静岡県内のGW人出伸び悩む 19年比28%減、コロナ前遠く
静岡経済研究所がまとめたゴールデンウイーク(4月29日~5月7日)集客動向調査によると、静岡県内観光施設や主要イベント(計247カ所)の人出は延べ661万9千人で、前年比37・9%増加した。新型コロナウイルス感染症の5類移行を目前に控え、社会経済活動の正常化が進む中での連休だったが、コロナ前の2019年比では28・7%減にとどまった。
俳優の松本潤さんらによる騎馬武者行列が好評だった浜松まつり(255万5千人)が最多で全体を押し上げたが、同まつりを除くと、期間中の人出は22年比13・1%減と振るわず。半数以上の施設やイベントで、前年実績を下回った。物価高による消費意欲の減退や期間中の雨天が客足を鈍らせたとみられる。

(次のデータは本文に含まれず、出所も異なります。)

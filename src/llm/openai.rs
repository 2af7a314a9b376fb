//! OpenAI-compatible chat-completions adapter.

use async_trait::async_trait;
use reqwest::Client;
use serde::Serialize;
use std::time::Duration;

use super::{
    extract_text, post_json, ChatMessage, Completion, CompletionParams, GenerationResult,
    PromptPair, ProviderAdapter, ProviderKind, REQUEST_TIMEOUT,
};

pub const DEFAULT_OPENAI_MODEL: &str = "gpt-3.5-turbo";

/// Adapter for endpoints that speak the OpenAI chat-completions format.
pub struct OpenAiStyleAdapter {
    client: Client,
    endpoint: String,
    api_key: String,
    model: String,
    timeout: Duration,
}

impl OpenAiStyleAdapter {
    /// Create an adapter sharing the given HTTP client.
    pub fn new(client: Client, endpoint: impl Into<String>, api_key: impl Into<String>) -> Self {
        Self {
            client,
            endpoint: endpoint.into(),
            api_key: api_key.into(),
            model: DEFAULT_OPENAI_MODEL.to_string(),
            timeout: REQUEST_TIMEOUT,
        }
    }

    pub fn with_model(mut self, model: impl Into<String>) -> Self {
        self.model = model.into();
        self
    }

    /// Shorten the request timeout. Used by tests.
    pub fn with_request_timeout(mut self, timeout: Duration) -> Self {
        self.timeout = timeout;
        self
    }
}

#[async_trait]
impl ProviderAdapter for OpenAiStyleAdapter {
    fn kind(&self) -> ProviderKind {
        ProviderKind::OpenAiStyle
    }

    async fn complete(&self, prompt: &PromptPair, params: CompletionParams) -> GenerationResult {
        let request = OpenAiRequest {
            model: &self.model,
            messages: prompt.messages(),
            temperature: params.temperature,
            max_tokens: params.max_tokens,
        };

        tracing::debug!(
            "Sending OpenAI-style request: model={}, temperature={}",
            self.model,
            params.temperature
        );

        let raw = post_json(
            &self.client,
            &self.endpoint,
            &self.api_key,
            &request,
            self.timeout,
        )
        .await?;
        let text = extract_text(
            &raw,
            "/choices/0/message/content",
            "choices[0].message.content",
        )?;

        Ok(Completion { text, raw })
    }
}

/// OpenAI chat-completions request body.
#[derive(Debug, Serialize)]
struct OpenAiRequest<'a> {
    model: &'a str,
    messages: Vec<ChatMessage>,
    temperature: f64,
    max_tokens: u64,
}
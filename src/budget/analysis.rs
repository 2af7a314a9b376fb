//! Expense aggregation.

use chrono::{DateTime, NaiveDate, Utc};
use serde::{Deserialize, Serialize};
use std::collections::BTreeMap;

/// A recorded expense. Read-only to this crate.
#[derive(Debug, Clone, Serialize, Deserialize)]
pub struct ExpenseRecord {
    /// Free-text label, e.g. "food" or "shopping".
    pub category: String,
    pub amount: f64,
    #[serde(default)]
    pub description: String,
    /// Defaults to the time the record was submitted.
    #[serde(default = "Utc::now")]
    pub occurs_at: DateTime<Utc>,
}

impl ExpenseRecord {
    pub fn new(category: impl Into<String>, amount: f64, description: impl Into<String>) -> Self {
        Self {
            category: category.into(),
            amount,
            description: description.into(),
            occurs_at: Utc::now(),
        }
    }
}

/// A plan's budget together with the expenses recorded against it.
#[derive(Debug, Clone, Serialize, Deserialize)]
pub struct BudgetContext {
    pub destination: String,
    pub budget: f64,
    pub start_date: NaiveDate,
    pub end_date: NaiveDate,
    #[serde(default)]
    pub expenses: Vec<ExpenseRecord>,
}

/// Summed amount per category label.
///
/// Labels are compared verbatim; "Food" and "food" are different categories.
#[derive(Debug, Clone, Default, PartialEq, Serialize)]
#[serde(transparent)]
pub struct CategoryTotals(BTreeMap<String, f64>);

impl CategoryTotals {
    pub fn get(&self, label: &str) -> f64 {
        self.0.get(label).copied().unwrap_or(0.0)
    }

    /// Sum over several labels that mean the same thing.
    pub fn sum_of(&self, labels: &[&str]) -> f64 {
        labels.iter().map(|label| self.get(label)).sum()
    }

    pub fn iter(&self) -> impl Iterator<Item = (&str, f64)> {
        self.0.iter().map(|(k, v)| (k.as_str(), *v))
    }

    pub fn len(&self) -> usize {
        self.0.len()
    }

    pub fn is_empty(&self) -> bool {
        self.0.is_empty()
    }
}

impl FromIterator<(String, f64)> for CategoryTotals {
    fn from_iter<I: IntoIterator<Item = (String, f64)>>(iter: I) -> Self {
        let mut totals = BTreeMap::new();
        for (label, amount) in iter {
            *totals.entry(label).or_insert(0.0) += amount;
        }
        CategoryTotals(totals)
    }
}

/// Aggregated view of a budget context.
#[derive(Debug, Clone, PartialEq, Serialize)]
pub struct BudgetSummary {
    pub budget: f64,
    pub total_spent: f64,
    pub remaining: f64,
    /// `total_spent / budget`; `None` when the budget is zero.
    pub usage_ratio: Option<f64>,
    pub categories: CategoryTotals,
}

impl BudgetSummary {
    /// `amount` as a fraction of the budget, `None` when the budget is zero.
    pub fn share_of_budget(&self, amount: f64) -> Option<f64> {
        if self.budget == 0.0 {
            None
        } else {
            Some(amount / self.budget)
        }
    }
}

/// Aggregate expenses against the budget.
pub fn aggregate(context: &BudgetContext) -> BudgetSummary {
    let total_spent: f64 = context.expenses.iter().map(|e| e.amount).sum();
    let categories: CategoryTotals = context
        .expenses
        .iter()
        .map(|e| (e.category.clone(), e.amount))
        .collect();

    let usage_ratio = if context.budget == 0.0 {
        None
    } else {
        Some(total_spent / context.budget)
    };

    BudgetSummary {
        budget: context.budget,
        total_spent,
        remaining: context.budget - total_spent,
        usage_ratio,
        categories,
    }
}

コロナ下で注目された近場を観光する「マイクロツーリズム」が一服し、遠方へのレジャーが回復基調にあることも伸び悩みの要因となった。近隣客が減少したことで、大半の百貨店・大型商業施設や、三島スカイウォーク(三島市)や焼津さかなセンター(焼津市)といった娯楽・体験型施設が前年割れとなった。
調査に対し、「受け入れ側の来場客対応への懸念を理由に、積極的な企画を見送った」といった声が上がるなど、深刻な人手不足でコロナ前と同様の営業ができない施設も多い。
首都圏をはじめとした主要観光地と比べ県内の集客が苦戦していることを念頭に、同研究所の担当者は「夏以降は観光地間の競争が激化する。適切な集客戦略が重要だ」と指摘した。